28. Mai 2026

Zwei älteste bekannte Bauernhäuser und eine Weinprobe

 

Eine Eidechse begrüßt uns in einem der ältesten Bauernhäuser des Baskenlandes.


Das ist die rechte Hälfte eines Bauernhauses aus dem Beginn des 14. Jahrhunderts.
Die linke Haushälfte ist irgendwann eingestürzt und wurde durch einen Neubau ersetzt.

Der Besitzer hat alles in Stand gesetzt, um es für die Nachwelt zu erhalten.

Im hinteren Ständer gibt es Spuren einer Apfelpresse,
wie sie hier in vielen Bauernhäusern vorhanden war. 

Andere Spuren im Holz geben Anlass zu Diskussionen.

 Schnitzwerk an einem Balkenkopf.

Der Hausbesitzer ist Winzer und lädt uns zu einer Weinprobe ein.

Sehr lecker, der Wein!

Dieses Haus ist noch älter das vorherige, Dendroproben beweisen eine Bauzeit von Anfang des 14. Jhs.!

Auch hier finden sich geschnitzte Balkenköpfe.

Mächtige Deckenbalken im Erdgeschoss. Die Hausbesitzer betreiben eine Gärtnerei. 

Auf dem Boden werden die Zwiebeln gelagert.

Der längste Balken im Haus.

Ur-Opas alte Bücher verstauben hier auf dem Dachboden im Schrank.

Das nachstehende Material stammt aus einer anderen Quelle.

use axum::http::StatusCode;
use axum::response::{IntoResponse, Response};
use serde_json::json;
use uuid::Uuid;
use warden_auth::error::AuthError;
use warden_core::error::CoreError;

/// Application-level error type for HTTP handlers.
///
/// Wraps [`CoreError`] and [`AuthError`]. Implements [`IntoResponse`] to
/// produce consistent JSON error responses.
#[derive(Debug, thiserror::Error)]
pub enum AppError {
    /// A domain-level error from `warden_core`.
    #[error(transparent)]
    Core(#[from] CoreError),

    /// A typed outcome of the credential/session core, classified through
    /// `From<AuthError> for CoreError`.
    #[error(transparent)]
    Auth(#[from] AuthError),
}

/// Convenience type alias for handler return values.
pub type AppResult<T> = Result<T, AppError>;

impl From<validator::ValidationErrors> for AppError {
    fn from(errors: validator::ValidationErrors) -> Self {
        AppError::Core(CoreError::Validation(errors.to_string()))
    }
}

/// Rendered pieces of an error response.
struct ErrorParts {
    status: StatusCode,
    code: &'static str,
    message: String,
    correlation_id: Option<Uuid>,
}

impl ErrorParts {
    fn new(status: StatusCode, code: &'static str, message: impl Into<String>) -> Self {
        Self {
            status,
            code,
            message: message.into(),
            correlation_id: None,
        }
    }

    /// Log `detail` under a fresh correlation id and hide it from the client.
    fn internal(detail: &str) -> Self {
        let correlation_id = Uuid::new_v4();
        tracing::error!(%correlation_id, error = %detail, "Internal error");
        Self {
            status: StatusCode::INTERNAL_SERVER_ERROR,
            code: "INTERNAL_ERROR",
            message: "An internal error occurred".to_string(),
            correlation_id: Some(correlation_id),
        }
    }
}

impl IntoResponse for AppError {
    fn into_response(self) -> Response {
        let parts = match self {
            AppError::Core(core) => classify_core_error(core),
            AppError::Auth(err) => classify_core_error(CoreError::from(err)),
        };

        let mut body = json!({
            "error": parts.message,
            "code": parts.code,
        });
        if let Some(id) = parts.correlation_id {
            body["correlation_id"] = json!(id);
        }

        (parts.status, axum::Json(body)).into_response()
    }
}

fn classify_core_error(core: CoreError) -> ErrorParts {
    match core {
        CoreError::NotFound { entity } => ErrorParts::new(
            StatusCode::NOT_FOUND,
            "NOT_FOUND",
            format!("{entity} not found"),
        ),
        CoreError::Validation(msg) => {
            ErrorParts::new(StatusCode::BAD_REQUEST, "VALIDATION_ERROR", msg)
        }
        CoreError::Conflict(msg) => ErrorParts::new(StatusCode::CONFLICT, "CONFLICT", msg),
        CoreError::Unauthorized(msg) => {
            ErrorParts::new(StatusCode::UNAUTHORIZED, "UNAUTHORIZED", msg)
        }
        CoreError::Forbidden(msg) => ErrorParts::new(StatusCode::FORBIDDEN, "FORBIDDEN", msg),
        CoreError::Internal(msg) => ErrorParts::internal(&msg),
    }
}
//! Best-effort auth audit trail.
//!
//! Appends never fail the operation being audited; a store error is logged
//! at `warn` and dropped.

use std::sync::Arc;

use warden_core::audit::{redact_sensitive_fields, AuthEvent, EventPair};
use warden_core::types::DbId;
use warden_db::models::audit::CreateAuthAuditLog;

use crate::store::AuditLogStore;

/// Client metadata captured from the inbound request.
#[derive(Debug, Clone, Default, PartialEq, Eq)]
pub struct RequestMeta {
    pub ip_address: Option<String>,
    pub user_agent: Option<String>,
}

#[derive(Clone)]
pub struct AuditRecorder {
    store: Arc<dyn AuditLogStore>,
}

impl AuditRecorder {
    pub fn new(store: Arc<dyn AuditLogStore>) -> Self {
        Self { store }
    }

    pub async fn record(
        &self,
        event: AuthEvent,
        user_id: Option<DbId>,
        meta: &RequestMeta,
        details: serde_json::Value,
    ) {
        let entry = CreateAuthAuditLog {
            user_id,
            event_type: event.as_str().to_string(),
            ip_address: meta.ip_address.clone(),
            device_info: meta.user_agent.clone(),
            details: redact_sensitive_fields(&details),
        };
        if let Err(e) = self.store.append_audit(&entry).await {
            tracing::warn!(event = %event, user_id, error = %e, "Failed to append auth audit entry");
        }
    }

    /// Record the success or failure event of `pair` depending on `outcome`.
    ///
    /// Failures carry the error message under `details.error`.
    pub async fn record_outcome<T, E>(
        &self,
        pair: EventPair,
        user_id: Option<DbId>,
        meta: &RequestMeta,
        details: serde_json::Value,
        outcome: &Result<T, E>,
    ) where
        T: Sync,
        E: std::fmt::Display + Sync,
    {
        let event = pair.for_outcome(outcome);
        let details = match (outcome, details) {
            (Err(e), serde_json::Value::Object(mut map)) => {
                map.insert("error".into(), serde_json::Value::from(e.to_string()));
                serde_json::Value::Object(map)
            }
            (Err(e), serde_json::Value::Null) => serde_json::json!({ "error": e.to_string() }),
            (_, details) => details,
        };
        self.record(event, user_id, meta, details).await;
    }
}
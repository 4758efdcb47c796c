//! Row structs and DTOs.
//!
//! Each submodule contains:
//! - A `FromRow` entity struct matching the database row
//! - Create/update DTOs consumed by the matching repository

pub mod audit;
pub mod session;
pub mod stamps;
pub mod token;
pub mod user;
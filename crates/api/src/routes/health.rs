use axum::extract::State;
use axum::{routing::get, Json, Router};
use serde::Serialize;

use crate::state::AppState;

/// Health check response payload.
#[derive(Serialize)]
pub struct HealthResponse {
    /// Overall service status.
    pub status: &'static str,
    /// Crate version from Cargo.toml.
    pub version: &'static str,
    /// Whether the database is reachable. `false` when no pool is configured.
    pub db_healthy: bool,
}

/// GET /health -- returns service and database health.
async fn health_check(State(state): State<AppState>) -> Json<HealthResponse> {
    let db_healthy = match &state.pool {
        Some(pool) => warden_db::health_check(pool).await.is_ok(),
        None => false,
    };

    let status = if db_healthy { "ok" } else { "degraded" };

    Json(HealthResponse {
        status,
        version: env!("CARGO_PKG_VERSION"),
        db_healthy,
    })
}

/// Mount health check routes (intended for root-level, NOT under `/api/v1`).
pub fn router() -> Router<AppState> {
    Router::new().route("/health", get(health_check))
}
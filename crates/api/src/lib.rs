//! Warden HTTP API library.
//!
//! Exposes the building blocks (config, state, error handling, routes, mail
//! dispatch) so integration tests and the binary entrypoint share them.

pub mod config;
pub mod error;
pub mod handlers;
pub mod mail;
pub mod middleware;
pub mod response;
pub mod router;
pub mod routes;
pub mod state;
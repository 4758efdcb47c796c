//! In-process adapter for the store traits.
//!
//! Mirrors the PostgreSQL semantics (unique emails and token digests, the
//! guarded session rotation, first-wins `logout_at`) so the services behave
//! the same against either backend. [`FailurePoint`] switches make a chosen
//! operation fail with [`StoreError::Unavailable`].

use std::collections::BTreeMap;
use std::sync::atomic::{AtomicBool, Ordering};
use std::sync::Arc;

use async_trait::async_trait;
use chrono::Utc;
use sqlx::types::Json;
use tokio::sync::Mutex;
use warden_core::types::DbId;
use warden_db::models::audit::{AuthAuditLog, CreateAuthAuditLog};
use warden_db::models::session::{CreateSession, RotateSession, SessionLookup, UserSession};
use warden_db::models::stamps::RecordStamps;
use warden_db::models::token::{CreateToken, Token};
use warden_db::models::user::{
    CreateUser, LinkProvider, ProfileSetting, UpdateProfileSetting, User,
};

use crate::store::{AuditLogStore, SessionStore, StoreError, TokenStore, UserDirectory};

/// Operations that can be made to fail on demand.
#[derive(Debug, Clone, Copy, PartialEq, Eq)]
pub enum FailurePoint {
    TokenInsert,
    TokenRevoke,
    SessionInsert,
    SessionRotate,
    SessionBulkClose,
    AuditAppend,
}

impl FailurePoint {
    const COUNT: usize = 6;

    fn index(self) -> usize {
        self as usize
    }
}

#[derive(Default)]
struct MemoryState {
    last_id: DbId,
    tokens: Vec<Token>,
    sessions: Vec<UserSession>,
    users: Vec<User>,
    settings: Vec<ProfileSetting>,
    audit: Vec<AuthAuditLog>,
}

impl MemoryState {
    fn next_id(&mut self) -> DbId {
        self.last_id += 1;
        self.last_id
    }
}

#[derive(Clone, Default)]
pub struct MemoryStore {
    state: Arc<Mutex<MemoryState>>,
    failures: Arc<[AtomicBool; FailurePoint::COUNT]>,
}

impl MemoryStore {
    pub fn new() -> Self {
        Self::default()
    }

    /// Turn an injected failure on or off.
    pub fn fail(&self, point: FailurePoint, enabled: bool) {
        self.failures[point.index()].store(enabled, Ordering::SeqCst);
    }

    fn check(&self, point: FailurePoint) -> Result<(), StoreError> {
        if self.failures[point.index()].load(Ordering::SeqCst) {
            return Err(StoreError::Unavailable(format!("injected failure: {point:?}")));
        }
        Ok(())
    }

    /// Snapshot of every token row, in insertion order.
    pub async fn tokens(&self) -> Vec<Token> {
        self.state.lock().await.tokens.clone()
    }

    /// Snapshot of every session row, in insertion order.
    pub async fn sessions(&self) -> Vec<UserSession> {
        self.state.lock().await.sessions.clone()
    }

    pub async fn audit_entries(&self) -> Vec<AuthAuditLog> {
        self.state.lock().await.audit.clone()
    }
}

#[async_trait]
impl TokenStore for MemoryStore {
    async fn insert_token(&self, input: &CreateToken) -> Result<Token, StoreError> {
        self.check(FailurePoint::TokenInsert)?;
        let mut state = self.state.lock().await;
        if state.tokens.iter().any(|t| t.token_hash == input.token_hash) {
            return Err(StoreError::UniqueViolation {
                constraint: "uq_tokens_token_hash".into(),
            });
        }
        let now = Utc::now();
        let token = Token {
            id: state.next_id(),
            token_hash: input.token_hash.clone(),
            token_type: input.token_type.as_str().to_string(),
            issued_at: input.issued_at,
            expires_at: input.expires_at,
            is_revoked: false,
            created_at: now,
            updated_at: now,
        };
        state.tokens.push(token.clone());
        Ok(token)
    }

    async fn find_token_by_hash(&self, hash: &str) -> Result<Option<Token>, StoreError> {
        let state = self.state.lock().await;
        Ok(state.tokens.iter().find(|t| t.token_hash == hash).cloned())
    }

    async fn revoke_token(&self, id: DbId) -> Result<bool, StoreError> {
        self.check(FailurePoint::TokenRevoke)?;
        let mut state = self.state.lock().await;
        match state.tokens.iter_mut().find(|t| t.id == id) {
            Some(token) => {
                token.is_revoked = true;
                token.updated_at = Utc::now();
                Ok(true)
            }
            None => Ok(false),
        }
    }

    async fn claim_token(&self, id: DbId) -> Result<bool, StoreError> {
        self.check(FailurePoint::TokenRevoke)?;
        let mut state = self.state.lock().await;
        match state.tokens.iter_mut().find(|t| t.id == id && !t.is_revoked) {
            Some(token) => {
                token.is_revoked = true;
                token.updated_at = Utc::now();
                Ok(true)
            }
            None => Ok(false),
        }
    }
}

#[async_trait]
impl SessionStore for MemoryStore {
    async fn insert_session(&self, input: &CreateSession) -> Result<UserSession, StoreError> {
        self.check(FailurePoint::SessionInsert)?;
        let mut state = self.state.lock().await;
        let mut stamps = RecordStamps::new(Utc::now());
        stamps.created_by = Some(input.user_id);
        let session = UserSession {
            id: state.next_id(),
            user_id: input.user_id,
            access_token_hash: input.access_token_hash.clone(),
            refresh_token_hash: input.refresh_token_hash.clone(),
            device_token: input.device_token.clone(),
            time_zone: input.time_zone.clone(),
            login_at: input.login_at,
            logout_at: None,
            is_logged_in: true,
            stamps,
        };
        state.sessions.push(session.clone());
        Ok(session)
    }

    async fn find_session(
        &self,
        lookup: &SessionLookup,
    ) -> Result<Option<UserSession>, StoreError> {
        let state = self.state.lock().await;
        Ok(state
            .sessions
            .iter()
            .filter(|s| lookup.matches(s))
            .max_by_key(|s| (s.login_at, s.id))
            .cloned())
    }

    async fn rotate_session(
        &self,
        id: DbId,
        input: &RotateSession,
    ) -> Result<Option<UserSession>, StoreError> {
        self.check(FailurePoint::SessionRotate)?;
        let mut state = self.state.lock().await;
        let Some(session) = state.sessions.iter_mut().find(|s| {
            s.id == id && s.refresh_token_hash == input.expected_refresh_hash && s.is_active()
        }) else {
            return Ok(None);
        };
        session.access_token_hash = input.access_token_hash.clone();
        session.refresh_token_hash = input.refresh_token_hash.clone();
        if let Some(device_token) = &input.device_token {
            session.device_token = Some(device_token.clone());
        }
        if let Some(time_zone) = &input.time_zone {
            session.time_zone = Some(time_zone.clone());
        }
        session.stamps.updated_at = Utc::now();
        session.stamps.updated_by = Some(session.user_id);
        Ok(Some(session.clone()))
    }

    async fn close_session(&self, id: DbId) -> Result<Option<UserSession>, StoreError> {
        let mut state = self.state.lock().await;
        let Some(session) = state.sessions.iter_mut().find(|s| s.id == id) else {
            return Ok(None);
        };
        let now = Utc::now();
        session.is_logged_in = false;
        session.logout_at.get_or_insert(now);
        session.stamps.updated_at = now;
        Ok(Some(session.clone()))
    }

    async fn close_user_sessions(&self, user_id: DbId) -> Result<u64, StoreError> {
        self.check(FailurePoint::SessionBulkClose)?;
        let mut state = self.state.lock().await;
        let now = Utc::now();
        let mut closed = 0;
        for session in state
            .sessions
            .iter_mut()
            .filter(|s| s.user_id == user_id && s.is_active())
        {
            session.is_logged_in = false;
            session.logout_at = Some(now);
            session.stamps.updated_at = now;
            closed += 1;
        }
        Ok(closed)
    }

    async fn list_active_sessions(&self, user_id: DbId) -> Result<Vec<UserSession>, StoreError> {
        let state = self.state.lock().await;
        let mut sessions: Vec<UserSession> = state
            .sessions
            .iter()
            .filter(|s| s.user_id == user_id && s.is_active())
            .cloned()
            .collect();
        sessions.sort_by(|a, b| (b.login_at, b.id).cmp(&(a.login_at, a.id)));
        Ok(sessions)
    }
}

#[async_trait]
impl UserDirectory for MemoryStore {
    async fn create_user(
        &self,
        input: &CreateUser,
    ) -> Result<(User, ProfileSetting), StoreError> {
        let mut state = self.state.lock().await;
        if state.users.iter().any(|u| u.email == input.email) {
            return Err(StoreError::UniqueViolation {
                constraint: "uq_users_email".into(),
            });
        }

        let mut subjects = BTreeMap::new();
        if let Some(subject) = &input.provider_subject {
            subjects.insert(input.provider.as_str().to_string(), subject.clone());
        }
        let now = Utc::now();
        let user = User {
            id: state.next_id(),
            email: input.email.clone(),
            password_hash: input.password_hash.clone(),
            first_name: input.first_name.clone(),
            last_name: input.last_name.clone(),
            role: input.role.clone(),
            auth_providers: vec![input.provider.as_str().to_string()],
            provider_subjects: Json(subjects),
            profile_picture: input.profile_picture.clone(),
            stamps: RecordStamps::new(now),
        };
        let mut stamps = RecordStamps::new(now);
        stamps.created_by = Some(user.id);
        let settings = ProfileSetting {
            id: state.next_id(),
            user_id: user.id,
            is_email_verified: input.email_verified,
            is_password_reset_required: false,
            stamps,
        };
        state.users.push(user.clone());
        state.settings.push(settings.clone());
        Ok((user, settings))
    }

    async fn find_user_by_id(&self, id: DbId) -> Result<Option<User>, StoreError> {
        let state = self.state.lock().await;
        Ok(state
            .users
            .iter()
            .find(|u| u.id == id && !u.stamps.is_deleted())
            .cloned())
    }

    async fn find_user_by_email(&self, email: &str) -> Result<Option<User>, StoreError> {
        let state = self.state.lock().await;
        Ok(state
            .users
            .iter()
            .find(|u| u.email == email && !u.stamps.is_deleted())
            .cloned())
    }

    async fn update_password(&self, id: DbId, password_hash: &str) -> Result<bool, StoreError> {
        let mut state = self.state.lock().await;
        match state.users.iter_mut().find(|u| u.id == id) {
            Some(user) => {
                user.password_hash = password_hash.to_string();
                user.stamps.updated_at = Utc::now();
                user.stamps.updated_by = Some(id);
                Ok(true)
            }
            None => Ok(false),
        }
    }

    async fn link_provider(
        &self,
        id: DbId,
        input: &LinkProvider,
    ) -> Result<Option<User>, StoreError> {
        let mut state = self.state.lock().await;
        let Some(user) = state.users.iter_mut().find(|u| u.id == id) else {
            return Ok(None);
        };
        let provider = input.provider.as_str().to_string();
        if !user.auth_providers.contains(&provider) {
            user.auth_providers.push(provider.clone());
        }
        user.provider_subjects.insert(provider, input.subject.clone());
        if let Some(picture) = &input.profile_picture {
            user.profile_picture = Some(picture.clone());
        }
        user.stamps.updated_at = Utc::now();
        user.stamps.updated_by = Some(id);
        Ok(Some(user.clone()))
    }

    async fn find_profile_setting(
        &self,
        user_id: DbId,
    ) -> Result<Option<ProfileSetting>, StoreError> {
        let state = self.state.lock().await;
        Ok(state.settings.iter().find(|s| s.user_id == user_id).cloned())
    }

    async fn update_profile_setting(
        &self,
        user_id: DbId,
        input: &UpdateProfileSetting,
    ) -> Result<Option<ProfileSetting>, StoreError> {
        let mut state = self.state.lock().await;
        let Some(settings) = state.settings.iter_mut().find(|s| s.user_id == user_id) else {
            return Ok(None);
        };
        if let Some(verified) = input.is_email_verified {
            settings.is_email_verified = verified;
        }
        if let Some(reset_required) = input.is_password_reset_required {
            settings.is_password_reset_required = reset_required;
        }
        settings.stamps.updated_at = Utc::now();
        settings.stamps.updated_by = Some(user_id);
        Ok(Some(settings.clone()))
    }
}

#[async_trait]
impl AuditLogStore for MemoryStore {
    async fn append_audit(&self, entry: &CreateAuthAuditLog) -> Result<AuthAuditLog, StoreError> {
        self.check(FailurePoint::AuditAppend)?;
        let mut state = self.state.lock().await;
        let log = AuthAuditLog {
            id: state.next_id(),
            user_id: entry.user_id,
            event_type: entry.event_type.clone(),
            ip_address: entry.ip_address.clone(),
            device_info: entry.device_info.clone(),
            details: entry.details.clone(),
            event_timestamp: Utc::now(),
        };
        state.audit.push(log.clone());
        Ok(log)
    }
}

Treppenpfosten mit eingeschnitzten Symbolen.

Große, auseinandernehmbare Futterkiste.

Ein kurzer Besuch in San Sebastian.

Bei 35° geht man an den Strand.

Ganz viele Menschen haben die gleiche Idee!

Auf dem Heimweg machen wir noch einen Abstecher zur Kirche in Zizurkil.

Der Vorraum der Kirche hat ein interessantes Dachgebälk mit Gabelhölzern.

Der Fußboden ist zum Teil aus schwarzem Kalkstein.

Das Eingangsportal ist außergewöhnlich gestaltet.